_WHAT YOU WILL DO_: Among the lines below, count those containing the word "derive". Give the number only.

_INFORMATION SHOWN_:
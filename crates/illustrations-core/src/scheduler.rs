//! The single frame loop driving every registered scene.
//!
//! One [`Scheduler::tick`] per display refresh: advance scene clocks, render
//! what needs rendering, and isolate scenes whose render fails so the rest of
//! the page keeps animating.

use crate::config::SceneConfig;
use crate::constants::{MAX_DEVICE_PIXEL_RATIO, MAX_FRAME_DELTA_MS};
use crate::environment::Environment;
use crate::error::{RenderError, SurfaceError};
use crate::overlay::{OverlayCommand, OverlaySink};
use crate::pointer::{ClientRect, PointerState};
use crate::scenes::{Frame, Layout, Render, RenderInput};
use crate::surface::Surface;
use crate::tasks::{TaskOwner, TaskQueue};
use fnv::FnvHashMap;
use glam::Vec2;
use std::fmt;

#[derive(Clone, Copy, Debug, PartialEq, Eq, Hash, PartialOrd, Ord)]
pub struct SceneId(pub u32);

impl fmt::Display for SceneId {
    fn fmt(&self, f: &mut fmt::Formatter<'_>) -> fmt::Result {
        write!(f, "#{}", self.0)
    }
}

#[derive(Clone, Copy, Debug, PartialEq, Eq)]
pub enum SlotStatus {
    Running,
    /// Render failed; skipped for the rest of the session.
    Faulted,
    /// Container left the document.
    Retired,
}

/// Logical size and capped device pixel ratio of a scene.
#[derive(Clone, Copy, Debug, Default, PartialEq)]
pub struct SceneSize {
    pub width: f32,
    pub height: f32,
    pub dpr: f32,
}

impl SceneSize {
    /// Floor the logical size and cap the pixel ratio.
    pub fn normalized(width: f32, height: f32, dpr: f32) -> Self {
        let floor = |v: f32| if v.is_finite() { v.max(0.0).floor() } else { 0.0 };
        let dpr = if dpr.is_finite() && dpr > 0.0 {
            dpr.min(MAX_DEVICE_PIXEL_RATIO)
        } else {
            1.0
        };
        Self {
            width: floor(width),
            height: floor(height),
            dpr,
        }
    }

    #[inline]
    pub fn is_empty(&self) -> bool {
        self.width <= 0.0 || self.height <= 0.0
    }

    /// Device-pixel backing store dimensions, never below 1×1.
    pub fn backing(&self) -> (u32, u32) {
        let w = (self.width * self.dpr).floor().max(1.0) as u32;
        let h = (self.height * self.dpr).floor().max(1.0) as u32;
        (w, h)
    }
}

pub struct SceneSlot<S, D> {
    id: SceneId,
    name: String,
    scene: S,
    surface: D,
    size: SceneSize,
    clock: f64,
    pointer: PointerState,
    active: bool,
    needs_render: bool,
    paused_frame_rendered: bool,
    status: SlotStatus,
    frame_interval: Option<f64>,
    last_render_clock: Option<f64>,
    renders: u64,
}

impl<S, D> SceneSlot<S, D> {
    pub fn id(&self) -> SceneId {
        self.id
    }

    pub fn name(&self) -> &str {
        &self.name
    }

    pub fn scene(&self) -> &S {
        &self.scene
    }

    pub fn surface(&self) -> &D {
        &self.surface
    }

    pub fn size(&self) -> SceneSize {
        self.size
    }

    /// Scene-local clock in ms.
    pub fn elapsed(&self) -> f64 {
        self.clock
    }

    pub fn pointer(&self) -> &PointerState {
        &self.pointer
    }

    pub fn active(&self) -> bool {
        self.active
    }

    pub fn needs_render(&self) -> bool {
        self.needs_render
    }

    pub fn status(&self) -> SlotStatus {
        self.status
    }

    /// Number of successful render calls.
    pub fn renders(&self) -> u64 {
        self.renders
    }
}

/// A render failure isolated at the tick boundary.
#[derive(Clone, Debug, PartialEq)]
pub struct SceneFault {
    pub scene: SceneId,
    pub name: String,
    pub error: RenderError,
}

impl fmt::Display for SceneFault {
    fn fmt(&self, f: &mut fmt::Formatter<'_>) -> fmt::Result {
        write!(f, "Illustration error in {}: {}", self.name, self.error)
    }
}

/// What happened during one tick, for the host to act on.
#[derive(Debug, Default)]
pub struct TickReport {
    pub dt_ms: f64,
    pub paused: bool,
    pub rendered: Vec<SceneId>,
    pub overlay: Vec<(SceneId, OverlayCommand)>,
    pub faults: Vec<SceneFault>,
}

pub struct Scheduler<S, D> {
    slots: Vec<SceneSlot<S, D>>,
    index: FnvHashMap<SceneId, usize>,
    tasks: TaskQueue<OverlayCommand>,
    last_now: Option<f64>,
    next_id: u32,
}

impl<S, D> Default for Scheduler<S, D> {
    fn default() -> Self {
        Self {
            slots: Vec::new(),
            index: FnvHashMap::default(),
            tasks: TaskQueue::new(),
            last_now: None,
            next_id: 0,
        }
    }
}

impl<S: Render, D: Surface> Scheduler<S, D> {
    pub fn new() -> Self {
        Self::default()
    }

    /// Append a scene; ticks visit scenes in insertion order. The scene starts
    /// visible with a zero size until its first [`Scheduler::resize`].
    pub fn insert(&mut self, name: impl Into<String>, scene: S, surface: D, config: &SceneConfig) -> SceneId {
        let id = SceneId(self.next_id);
        self.next_id += 1;
        self.index.insert(id, self.slots.len());
        self.slots.push(SceneSlot {
            id,
            name: name.into(),
            scene,
            surface,
            size: SceneSize::default(),
            clock: 0.0,
            pointer: PointerState::default(),
            active: true,
            needs_render: true,
            paused_frame_rendered: false,
            status: SlotStatus::Running,
            frame_interval: config.frame_interval_ms(),
            last_render_clock: None,
            renders: 0,
        });
        id
    }

    pub fn len(&self) -> usize {
        self.slots.len()
    }

    pub fn is_empty(&self) -> bool {
        self.slots.is_empty()
    }

    pub fn slot(&self, id: SceneId) -> Option<&SceneSlot<S, D>> {
        self.index.get(&id).and_then(|&i| self.slots.get(i))
    }

    fn slot_mut(&mut self, id: SceneId) -> Option<&mut SceneSlot<S, D>> {
        match self.index.get(&id) {
            Some(&i) => self.slots.get_mut(i),
            None => None,
        }
    }

    pub fn slots(&self) -> impl Iterator<Item = &SceneSlot<S, D>> {
        self.slots.iter()
    }

    pub fn pending_tasks(&self) -> usize {
        self.tasks.len()
    }

    /// Container size changed: rebuild the backing store, let the scene
    /// recompute cached geometry and force one frame even while paused.
    pub fn resize(&mut self, id: SceneId, layout: Layout) -> Result<(), SurfaceError> {
        let Some(slot) = self.slot_mut(id) else {
            return Ok(());
        };
        let size = SceneSize::normalized(layout.width, layout.height, layout.dpr);
        let (bw, bh) = size.backing();
        slot.surface.configure(bw, bh, size.dpr)?;
        slot.size = size;
        slot.scene.on_resize(&Layout {
            width: size.width,
            height: size.height,
            dpr: size.dpr,
            card_anchor: layout.card_anchor,
        });
        slot.needs_render = true;
        log::debug!(
            "[scheduler] {} {} resized to {}x{} @{}x",
            slot.name,
            id,
            size.width,
            size.height,
            size.dpr
        );
        Ok(())
    }

    /// Viewport intersection changed. Has no effect on faulted scenes.
    pub fn set_visible(&mut self, id: SceneId, visible: bool) {
        if let Some(slot) = self.slot_mut(id) {
            slot.active = visible;
        }
    }

    pub fn pointer_move(&mut self, id: SceneId, client: Vec2, rect: ClientRect) {
        if let Some(slot) = self.slot_mut(id) {
            slot.pointer.move_to_client(client, rect);
        }
    }

    pub fn pointer_leave(&mut self, id: SceneId) {
        if let Some(slot) = self.slot_mut(id) {
            slot.pointer.leave();
        }
    }

    pub fn request_render(&mut self, id: SceneId) {
        if let Some(slot) = self.slot_mut(id) {
            slot.needs_render = true;
        }
    }

    pub fn request_render_all(&mut self) {
        for slot in &mut self.slots {
            slot.needs_render = true;
        }
    }

    /// Permanently stop a scene whose container left the document.
    pub fn retire(&mut self, id: SceneId) {
        let cancelled = self.tasks.cancel_scene(id);
        if let Some(slot) = self.slot_mut(id) {
            if slot.status != SlotStatus::Retired {
                log::info!("[scheduler] retiring {} {} ({} pending tasks dropped)", slot.name, id, cancelled);
                slot.status = SlotStatus::Retired;
            }
        }
    }

    pub fn tick(&mut self, now_ms: f64, env: &mut Environment) -> TickReport {
        let dt = match self.last_now {
            Some(last) => (now_ms - last).clamp(0.0, MAX_FRAME_DELTA_MS),
            None => 0.0,
        };
        let sampled = self.last_now.is_some();
        self.last_now = Some(now_ms);

        env.advance(now_ms);
        if env.take_rerender_request() {
            self.request_render_all();
        }
        if sampled && !env.motion_suppressed() {
            env.governor.sample(dt);
        }
        let paused = env.paused();
        let low_power = env.low_power();
        let reduced_motion = env.reduced_motion();

        let mut report = TickReport {
            dt_ms: dt,
            paused,
            ..TickReport::default()
        };
        for (owner, cmd) in self.tasks.drain_due(now_ms) {
            report.overlay.push((owner.scene, cmd));
        }

        for slot in &mut self.slots {
            if slot.status != SlotStatus::Running {
                continue;
            }
            slot.pointer.smooth();
            if !slot.active {
                continue;
            }
            if !paused {
                slot.clock += dt;
                slot.paused_frame_rendered = false;
            }
            if slot.size.is_empty() {
                continue;
            }
            if paused && slot.paused_frame_rendered && !slot.needs_render {
                continue;
            }
            if !paused && !slot.needs_render {
                if let (Some(interval), Some(last)) = (slot.frame_interval, slot.last_render_clock) {
                    if slot.clock - last < interval {
                        continue;
                    }
                }
            }

            let mut sink = OverlaySink::new();
            let mut frame = Frame {
                input: RenderInput {
                    width: slot.size.width,
                    height: slot.size.height,
                    elapsed: slot.clock,
                    pointer: slot.pointer.sample(),
                    paused,
                    low_power,
                    reduced_motion,
                },
                surface: &mut slot.surface,
                overlay: &mut sink,
            };
            if let Err(error) = slot.scene.render(&mut frame) {
                log::error!("[scheduler] {} {} failed to render: {}", slot.name, slot.id, error);
                slot.status = SlotStatus::Faulted;
                // Cards already spawned still need their removal.
                for (_, cmd) in self.tasks.take_scene(slot.id) {
                    if matches!(cmd, OverlayCommand::RemoveCard { .. }) {
                        report.overlay.push((slot.id, cmd));
                    }
                }
                report.faults.push(SceneFault {
                    scene: slot.id,
                    name: slot.name.clone(),
                    error,
                });
                continue;
            }

            if paused {
                slot.paused_frame_rendered = true;
            }
            slot.needs_render = false;
            slot.last_render_clock = Some(slot.clock);
            slot.renders += 1;
            report.rendered.push(slot.id);

            for lane in sink.superseded {
                self.tasks.cancel_owner(TaskOwner { scene: slot.id, lane });
            }
            for cmd in sink.immediate {
                report.overlay.push((slot.id, cmd));
            }
            for (lane, delay, cmd) in sink.delayed {
                self.tasks
                    .schedule(TaskOwner { scene: slot.id, lane }, now_ms + delay, cmd);
            }
        }
        report
    }
}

_EXERCISE RESULT_: 5